→ **ENTRIES PROVIDED**
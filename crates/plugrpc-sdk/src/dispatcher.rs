//! Binds a [`PluginContract`] to the `Execute` RPC.
//!
//! The dispatcher is the containment boundary for plugin failures: contract
//! errors and panics both come back to the caller as `Status::internal`, and
//! neither reaches the transport.

use crate::contract::{ExecutionRequest, PluginContract};
use crate::proto::plugin_server::Plugin;
use crate::proto::{ExecutionRequestBody, ExecutionResponse};
use futures::FutureExt;
use std::any::Any;
use std::panic::AssertUnwindSafe;
use std::sync::Arc;
use tokio_util::sync::CancellationToken;
use tonic::{Request, Response, Status};
use tracing::{debug, error};

/// Message used when a failure carries no description of its own.
pub const UNKNOWN_ERROR_MESSAGE: &str = "Unknown plugin error";

/// Adapter from the generated `Plugin` service to a [`PluginContract`].
///
/// Holds no per-call state, so any number of calls can be in flight at once.
pub struct RequestDispatcher<C> {
    contract: Arc<C>,
    cancel: CancellationToken,
}

impl<C> Clone for RequestDispatcher<C> {
    fn clone(&self) -> Self {
        Self {
            contract: self.contract.clone(),
            cancel: self.cancel.clone(),
        }
    }
}

impl<C: PluginContract> RequestDispatcher<C> {
    pub fn new(contract: Arc<C>, cancel: CancellationToken) -> Self {
        Self { contract, cancel }
    }

    /// Run one call through the contract and map the outcome to a transport result.
    pub async fn dispatch(
        &self,
        request: ExecutionRequest,
    ) -> std::result::Result<ExecutionResponse, Status> {
        if self.cancel.is_cancelled() {
            return Err(Status::unavailable("plugin server is stopping"));
        }

        let call = AssertUnwindSafe(self.contract.execute(request)).catch_unwind();

        let outcome = tokio::select! {
            outcome = call => outcome,
            _ = self.cancel.cancelled() => {
                debug!("Execute abandoned: server stopped");
                return Err(Status::cancelled("plugin server stopped"));
            }
        };

        match outcome {
            Ok(Ok(response)) => Ok(response),
            Ok(Err(e)) => {
                let message = describe(e.to_string());
                error!("Plugin execute failed: {}", message);
                Err(Status::internal(message))
            }
            Err(panic) => {
                let message = describe(panic_message(panic.as_ref()));
                error!("Plugin execute panicked: {}", message);
                Err(Status::internal(message))
            }
        }
    }
}

#[tonic::async_trait]
impl<C: PluginContract> Plugin for RequestDispatcher<C> {
    async fn execute(
        &self,
        request: Request<ExecutionRequestBody>,
    ) -> std::result::Result<Response<ExecutionResponse>, Status> {
        let body = request.into_inner();
        debug!(
            "Execute call: input={} bytes, {} args, {} options",
            body.input.len(),
            body.args.len(),
            body.options.len()
        );

        self.dispatch(ExecutionRequest::from(body))
            .await
            .map(Response::new)
    }
}

fn describe(message: String) -> String {
    if message.trim().is_empty() {
        UNKNOWN_ERROR_MESSAGE.to_string()
    } else {
        message
    }
}

fn panic_message(payload: &(dyn Any + Send)) -> String {
    if let Some(s) = payload.downcast_ref::<&str>() {
        s.to_string()
    } else if let Some(s) = payload.downcast_ref::<String>() {
        s.clone()
    } else {
        String::new()
    }
}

→ **WORK TO COMPLETE**
Every line from above should appear again in the answer, exactly as written.

→ **COMPLETED EXERCISE**
filename crates/plugrpc-sdk/src/dispatcher.rs
//! Binds a [`PluginContract`] to the `Execute` RPC.
//!
//! The dispatcher is the containment boundary for plugin failures: contract
//! errors and panics both come back to the caller as `Status::internal`, and
//! neither reaches the transport.

use crate::contract::{ExecutionRequest, PluginContract};
use crate::proto::plugin_server::Plugin;
use crate::proto::{ExecutionRequestBody, ExecutionResponse};
use futures::FutureExt;
use std::any::Any;
use std::panic::AssertUnwindSafe;
use std::sync::Arc;
use tokio_util::sync::CancellationToken;
use tonic::{Request, Response, Status};
use tracing::{debug, error};

/// Message used when a failure carries no description of its own.
pub const UNKNOWN_ERROR_MESSAGE: &str = "Unknown plugin error";

/// Adapter from the generated `Plugin` service to a [`PluginContract`].
///
/// Holds no per-call state, so any number of calls can be in flight at once.
pub struct RequestDispatcher<C> {
    contract: Arc<C>,
    cancel: CancellationToken,
}

impl<C> Clone for RequestDispatcher<C> {
    fn clone(&self) -> Self {
        Self {
            contract: self.contract.clone(),
            cancel: self.cancel.clone(),
        }
    }
}

impl<C: PluginContract> RequestDispatcher<C> {
    pub fn new(contract: Arc<C>, cancel: CancellationToken) -> Self {
        Self { contract, cancel }
    }

    /// Run one call through the contract and map the outcome to a transport result.
    pub async fn dispatch(
        &self,
        request: ExecutionRequest,
    ) -> std::result::Result<ExecutionResponse, Status> {
        if self.cancel.is_cancelled() {
            return Err(Status::unavailable("plugin server is stopping"));
        }

        let call = AssertUnwindSafe(self.contract.execute(request)).catch_unwind();

        let outcome = tokio::select! {
            outcome = call => outcome,
            _ = self.cancel.cancelled() => {
                debug!("Execute abandoned: server stopped");
                return Err(Status::cancelled("plugin server stopped"));
            }
        };

        match outcome {
            Ok(Ok(response)) => Ok(response),
            Ok(Err(e)) => {
                let message = describe(e.to_string());
                error!("Plugin execute failed: {}", message);
                Err(Status::internal(message))
            }
            Err(panic) => {
                let message = describe(panic_message(panic.as_ref()));
                error!("Plugin execute panicked: {}", message);
                Err(Status::internal(message))
            }
        }
    }
}

#[tonic::async_trait]
impl<C: PluginContract> Plugin for RequestDispatcher<C> {
    async fn execute(
        &self,
        request: Request<ExecutionRequestBody>,
    ) -> std::result::Result<Response<ExecutionResponse>, Status> {
        let body = request.into_inner();
        debug!(
            "Execute call: input={} bytes, {} args, {} options",
            body.input.len(),
            body.args.len(),
            body.options.len()
        );

        self.dispatch(ExecutionRequest::from(body))
            .await
            .map(Response::new)
    }
}

fn describe(message: String) -> String {
    if message.trim().is_empty() {
        UNKNOWN_ERROR_MESSAGE.to_string()
    } else {
        message
    }
}

fn panic_message(payload: &(dyn Any + Send)) -> String {
    if let Some(s) = payload.downcast_ref::<&str>() {
        s.to_string()
    } else if let Some(s) = payload.downcast_ref::<String>() {
        s.clone()
    } else {
        String::new()
    }
}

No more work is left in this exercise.